- Birth name: Darine Afyouni دارين افيوني
- Born: 20 August 1983 (age 41) Tripoli, Lebanon
- Origin: Lebanon Sweden
- Genres: Pop, R&B, Arabic music
- Occupation: Singer-songwriter
- Years active: 2004–present
- Labels: EMI Music Arabia (2004—2006)

= Darine =

Swedish singer-songwriter (born 1984)

Darine Afyouni (دارين افيوني; born 20 August 1983), known by the mononym Darine (دارين), is a Lebanese-Swedish singer-songwriter. With two albums in account, her debut single was "Aiwa" on her album Ma Rulez. In 2006, she released her second studio album My Compliments.

==Biography==
Darine was born in Tripoli, Lebanon in 1983 to a Lebanese father and Romanian mother.

===Career===
Darine's debut single, "Aiwa", was released in summer 2004, and it was produced by EMI Music Arabia & PRO Music. After that, she released her debut album Ma Rulez, which included two versions of the song "Aiwa" along with eighteen new tracks. The album included "Ja Leily" (pronounced "Ya Leily"). This was Darine's second single.

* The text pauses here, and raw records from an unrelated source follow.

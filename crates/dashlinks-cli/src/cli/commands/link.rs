//! `dashlinks link <template>` – substitute placeholders in one link.

use anyhow::Result;

use crate::cli::{resolve_tenant, CliContext, TenantArgs};

pub fn run_link(ctx: &CliContext, template: &str, target: &TenantArgs) -> Result<()> {
    let tenant = resolve_tenant(ctx, target)?;
    println!(
        "{}",
        ctx.process_link(template, &tenant, target.domain.as_deref())
    );
    Ok(())
}
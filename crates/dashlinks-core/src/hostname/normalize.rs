//! Hostname normalization for values supplied by users or the environment.

/// Reduces `input` to a bare, lowercase ASCII hostname.
///
/// Accepts either a hostname (`ramsay.example.com`, optionally with `:port`)
/// or a full page URL (`https://ramsay.example.com/app`). Both forms go
/// through the same URL host parser, so case, IDNA and port validation agree.
/// Returns `None` when nothing usable remains.
pub fn normalize_hostname(input: &str) -> Option<String> {
    let trimmed = input.trim();
    if trimmed.is_empty() {
        return None;
    }

    let parsed = if trimmed.contains("://") {
        url::Url::parse(trimmed)
    } else {
        url::Url::parse(&format!("http://{trimmed}"))
    }
    .ok()?;

    let host = parsed.host_str()?.trim_end_matches('.');
    if host.is_empty() {
        return None;
    }
    Some(host.to_string())
}

#[cfg(test)]
mod tests {
    use super::*;

    #[test]
    fn bare_hostname() {
        assert_eq!(
            normalize_hostname("ramsay.cloud-tmp.physicsx.ai").as_deref(),
            Some("ramsay.cloud-tmp.physicsx.ai")
        );
        assert_eq!(
            normalize_hostname("  ramsay.example.com\n").as_deref(),
            Some("ramsay.example.com")
        );
    }

    #[test]
    fn strips_port_and_root_dot() {
        assert_eq!(
            normalize_hostname("ramsay.example.com:8443").as_deref(),
            Some("ramsay.example.com")
        );
        assert_eq!(
            normalize_hostname("ramsay.example.com.").as_deref(),
            Some("ramsay.example.com")
        );
    }

    #[test]
    fn host_from_page_url() {
        assert_eq!(
            normalize_hostname("https://demo-dev-kubeflow.cloud-tmp.physicsx.ai/_/pipelines/?ns=x")
                .as_deref(),
            Some("demo-dev-kubeflow.cloud-tmp.physicsx.ai")
        );
        assert_eq!(
            normalize_hostname("http://localhost:3000/").as_deref(),
            Some("localhost")
        );
    }

    #[test]
    fn bare_and_url_forms_agree() {
        let bare = normalize_hostname("RAMSAY.Example.com");
        let url = normalize_hostname("https://RAMSAY.Example.com/");
        assert_eq!(bare.as_deref(), Some("ramsay.example.com"));
        assert_eq!(bare, url);
        assert_eq!(
            normalize_hostname("Bücher.example.com"),
            normalize_hostname("https://bücher.example.com/")
        );
        assert_eq!(
            normalize_hostname("bücher.example.com").as_deref(),
            Some("xn--bcher-kva.example.com")
        );
    }

    #[test]
    fn bare_hostname_with_path() {
        assert_eq!(
            normalize_hostname("ramsay.example.com/dashboard").as_deref(),
            Some("ramsay.example.com")
        );
    }

    #[test]
    fn invalid_port_rejected() {
        assert_eq!(normalize_hostname("ramsay.example.com:abc"), None);
        assert_eq!(normalize_hostname("https://ramsay.example.com:abc/"), None);
    }

    #[test]
    fn empty_or_unusable() {
        assert_eq!(normalize_hostname(""), None);
        assert_eq!(normalize_hostname("   "), None);
        assert_eq!(normalize_hostname("not a url://"), None);
        assert_eq!(normalize_hostname("file:///tmp/x"), None);
    }
}
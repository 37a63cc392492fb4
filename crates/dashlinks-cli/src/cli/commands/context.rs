//! `dashlinks tenant` / `dashlinks domain` – show what the current hostname resolves to.

use anyhow::Result;

use crate::cli::CliContext;

pub fn run_tenant(ctx: &CliContext) -> Result<()> {
    let Some(tenant) = ctx.current_tenant() else {
        match ctx.current_hostname() {
            Some(host) => anyhow::bail!("hostname {host} does not name a tenant"),
            None => anyhow::bail!("no hostname: pass --hostname or set $DASHLINKS_HOSTNAME"),
        }
    };
    println!("{tenant}");
    Ok(())
}

pub fn run_domain(ctx: &CliContext) -> Result<()> {
    println!("{}", ctx.current_domain());
    Ok(())
}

The album was re-issued for the European region which had a different cover with more English songs. Darine released a second album in 2006 which was titled My Compliments, which is again under EMI. The album had 17 tracks in both English and Arabic languages. The first single of this album was called "Ma Fi Ella Enta" and the album generally received good reviews.
However, Darine was going through management changes and she changed her management label and she did not continue to promote her second album. Since then Darine has been absent from the music industry and she did few tracks independently and she has been aiming to do a comeback. Currently, she is not signed to any label.

Darine released an extended play in summer 2022 with never-heard-before demos along with two new tracks.